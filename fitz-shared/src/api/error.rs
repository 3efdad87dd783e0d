use reqwest::StatusCode;
use thiserror::Error;

use crate::{session::StorageError, validation::FieldErrors};

/// Everything that can go wrong between a screen and the remote API.
///
/// `Display` is the message shown to the user in place of the screen's
/// content.
#[derive(Debug, Error)]
pub enum ClientError {
    /// The request never produced a response.
    #[error("An error occurred while contacting the server")]
    Network(#[from] reqwest::Error),

    /// The server answered with a non-2xx status.
    #[error("{message}")]
    Server { status: u16, message: String },

    /// A 2xx response whose body did not match the expected shape.
    #[error("Unexpected response from the server")]
    Decode(#[from] serde_json::Error),

    /// The form failed client-side validation; nothing was sent.
    #[error("{0}")]
    Validation(#[from] FieldErrors),

    /// The log-workout screen was opened without a routine hand-off.
    #[error("No routine selected")]
    NoRoutineSelected,

    /// The start-workout screen was submitted without choosing a routine.
    #[error("Please select a routine")]
    RoutineNotChosen,

    #[error("Please log in to continue")]
    NotAuthenticated,

    /// One or both dashboard aggregates failed.
    #[error("Failed to fetch dashboard data")]
    DashboardUnavailable,

    #[error("Failed to save the session: {0}")]
    Storage(#[from] StorageError),
}

impl ClientError {
    /// HTTP status of a server rejection.
    #[must_use]
    pub const fn status(&self) -> Option<u16> {
        match self {
            Self::Server { status, .. } => Some(*status),
            _ => None,
        }
    }

    /// True when the server rejected the bearer token.
    #[must_use]
    pub fn is_unauthorized(&self) -> bool {
        self.status() == Some(StatusCode::UNAUTHORIZED.as_u16())
    }
}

════

- **Exercise brief**
Line by line, output the records exactly as given.

- **Answer for the task**
filename fitz-shared/src/api/error.rs
repository 3efdad87dd783e0d
use reqwest::StatusCode;
use thiserror::Error;

use crate::{session::StorageError, validation::FieldErrors};

/// Everything that can go wrong between a screen and the remote API.
///
/// `Display` is the message shown to the user in place of the screen's
/// content.
#[derive(Debug, Error)]
pub enum ClientError {
    /// The request never produced a response.
    #[error("An error occurred while contacting the server")]
    Network(#[from] reqwest::Error),

    /// The server answered with a non-2xx status.
    #[error("{message}")]
    Server { status: u16, message: String },

    /// A 2xx response whose body did not match the expected shape.
    #[error("Unexpected response from the server")]
    Decode(#[from] serde_json::Error),

    /// The form failed client-side validation; nothing was sent.
    #[error("{0}")]
    Validation(#[from] FieldErrors),

    /// The log-workout screen was opened without a routine hand-off.
    #[error("No routine selected")]
    NoRoutineSelected,

    /// The start-workout screen was submitted without choosing a routine.
    #[error("Please select a routine")]
    RoutineNotChosen,

    #[error("Please log in to continue")]
    NotAuthenticated,

    /// One or both dashboard aggregates failed.
    #[error("Failed to fetch dashboard data")]
    DashboardUnavailable,

    #[error("Failed to save the session: {0}")]
    Storage(#[from] StorageError),
}

impl ClientError {
    /// HTTP status of a server rejection.
    #[must_use]
    pub const fn status(&self) -> Option<u16> {
        match self {
            Self::Server { status, .. } => Some(*status),
            _ => None,
        }
    }

    /// True when the server rejected the bearer token.
    #[must_use]
    pub fn is_unauthorized(&self) -> bool {
        self.status() == Some(StatusCode::UNAUTHORIZED.as_u16())
    }
}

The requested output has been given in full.